The number of shares awarded shall be 787,500. All restrictions on the SARs will
expire and the then value of the SARs will thereupon be credited to Executive's
account in the Massey Executive Deferred Compensation Program in the event that
the Executive remains continuously employed by Parent or Massey from the
Effective Date until the applicable vesting date in accordance with the
following table:

                Vesting Date                      Number of SARs

              October 31, 2002                     225,000 SARs

              October 31, 2003                     225,000 SARs

              October 31, 2004                     225,000 SARs

               April 30, 2005                      112,500 SARs

     In addition, all restrictions on the SARs will expire and the then value of
the SARs will thereupon be credited to the Executive's account in the Massey
Executive Deferred Compensation Plan in the event that the Executive's
employment with Parent and Massey terminates prior to the expiration of the
Primary Term following a "Change of Control" (as such term is hereinafter
defined) or the Executive's employment is terminated by Parent or Massey for
reasons which do not constitute "Cause" as defined herein.

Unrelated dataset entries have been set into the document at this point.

//! Model artifact loader
//!
//! Loads the exported classifier and its feature encoder from JSON files in
//! data/model/

use std::fs::File;
use std::io::BufReader;
use std::path::Path;

use crate::error::EngineError;
use crate::model::classifier::ApprovalModel;
use crate::model::encoder::FeatureEncoder;

/// Default path to the model artifact directory
pub const DEFAULT_MODEL_DIR: &str = "data/model";

/// Classifier weights file name
pub const MODEL_FILE: &str = "approval_model.json";

/// Fitted encoder file name
pub const ENCODER_FILE: &str = "feature_encoders.json";

/// Load the classifier weights from a model directory
pub fn load_model(path: &Path) -> Result<ApprovalModel, EngineError> {
    let file_path = path.join(MODEL_FILE);
    let file = File::open(&file_path).map_err(|err| {
        EngineError::Artifact(format!("cannot open {}: {err}", file_path.display()))
    })?;
    let model: ApprovalModel = serde_json::from_reader(BufReader::new(file)).map_err(|err| {
        EngineError::Artifact(format!("cannot parse {}: {err}", file_path.display()))
    })?;
    model.validate()?;
    Ok(model)
}

/// Load the fitted feature encoder from a model directory
pub fn load_encoder(path: &Path) -> Result<FeatureEncoder, EngineError> {
    let file_path = path.join(ENCODER_FILE);
    let file = File::open(&file_path).map_err(|err| {
        EngineError::Artifact(format!("cannot open {}: {err}", file_path.display()))
    })?;
    let encoder: FeatureEncoder = serde_json::from_reader(BufReader::new(file)).map_err(|err| {
        EngineError::Artifact(format!("cannot parse {}: {err}", file_path.display()))
    })?;
    Ok(encoder)
}

/// Classifier plus encoder, loaded together from one directory
#[derive(Debug)]
pub struct ScoringArtifacts {
    pub model: ApprovalModel,
    pub encoder: FeatureEncoder,
}

impl ScoringArtifacts {
    /// Load both artifacts from the default directory
    pub fn load_default() -> Result<Self, EngineError> {
        Self::load_from(Path::new(DEFAULT_MODEL_DIR))
    }

    /// Load both artifacts from a specific directory
    pub fn load_from(path: &Path) -> Result<Self, EngineError> {
        let model = load_model(path)?;
        let encoder = load_encoder(path)?;

        // every one-hot and scaled column must land somewhere in the model
        let produced = encoder
            .categorical
            .iter()
            .map(|encoding| encoding.categories.len())
            .sum::<usize>()
            + encoder.numeric.len();
        if produced != model.feature_names.len() {
            return Err(EngineError::Artifact(format!(
                "encoder produces {produced} features but model expects {}",
                model.feature_names.len()
            )));
        }

        Ok(Self { model, encoder })
    }
}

     In the event that the Executive's employment with Parent and Massey
terminates prior to the expiration of the Primary Term for any reason other than
those set forth in the preceding sentence, then all of the Executive's rights in
the SARs which have not previously vested in accordance with the foregoing table
shall terminate as of the date of termination, and all rights thereunder shall
cease. The SARs shall have a ten-year term from the Effective Date, subject to
earlier expiration in accordance with the plan documents. The SARs will be
evidenced by an SAR Agreement between Parent and the Executive.

     F. Retention Stock Award. A subaccount, denominated as the "Retention Stock
        ---------------------
Account" will be established for the Executive under the Massey Executive
Deferred Compensation Plan. As of the Effective Date, the Retention Stock
Account will be credited with the then value of 350,000 shares of Parent stock.
The Executive's interest in the Retention Stock Account will vest on April 30,
2005 if the Executive remains in the continuous employ of Parent or Massey from
the Effective Date until April 30, 2005. In addition Executive's interest in the
Retention Stock Account will vest on the date of the Executive's termination of
employment if the Executive's employment with Parent and Massey terminates prior
to April 30, 2005 and following a "Change in Control" (as such term is
hereinafter defined) or if the Executive's employment is terminated by Parent or
Massey for reasons which do not constitute "Cause" as defined herein. In the
event that the Executive's employment with Parent and Massey terminates prior to
April 30, 2005 due to death or permanent and total disability as defined by
Massey personnel policy, then the Executive will vest in a pro rata interest in
the

                                       5

<PAGE>

     Retention Stock Account in accordance with the following table and the
portion of the Retention Stock Account which does not vest shall terminate and
be forfeited:

       ----------------------------------------------------------
                  Date of Death               Pro rata Portion
                  or Disability                 to be Vested
       ----------------------------------------------------------
        November 1, 2001 through                     2/7
        October 31, 2002
       ----------------------------------------------------------
        November 1, 2002 through                     4/7
        October 31, 2003
       ----------------------------------------------------------
        November 1, 2003 through                     6/7
        October 31, 2004
       ----------------------------------------------------------
        On or after November 1, 2004                 7/7
       ----------------------------------------------------------

     Except as provided in the three preceding sentences, the Executive's
interest in the Retention Stock Account shall terminate and be forfeited if the
Executive's employment with Parent and Massey terminates prior to April 30,
2005.

     The value of the Retention Stock Account shall be determined based on the
value of the Parent stock as if the amount credited thereto was invested in
Parent stock and received dividends and other distributions thereon to the same
extent as if it was invested in Parent stock.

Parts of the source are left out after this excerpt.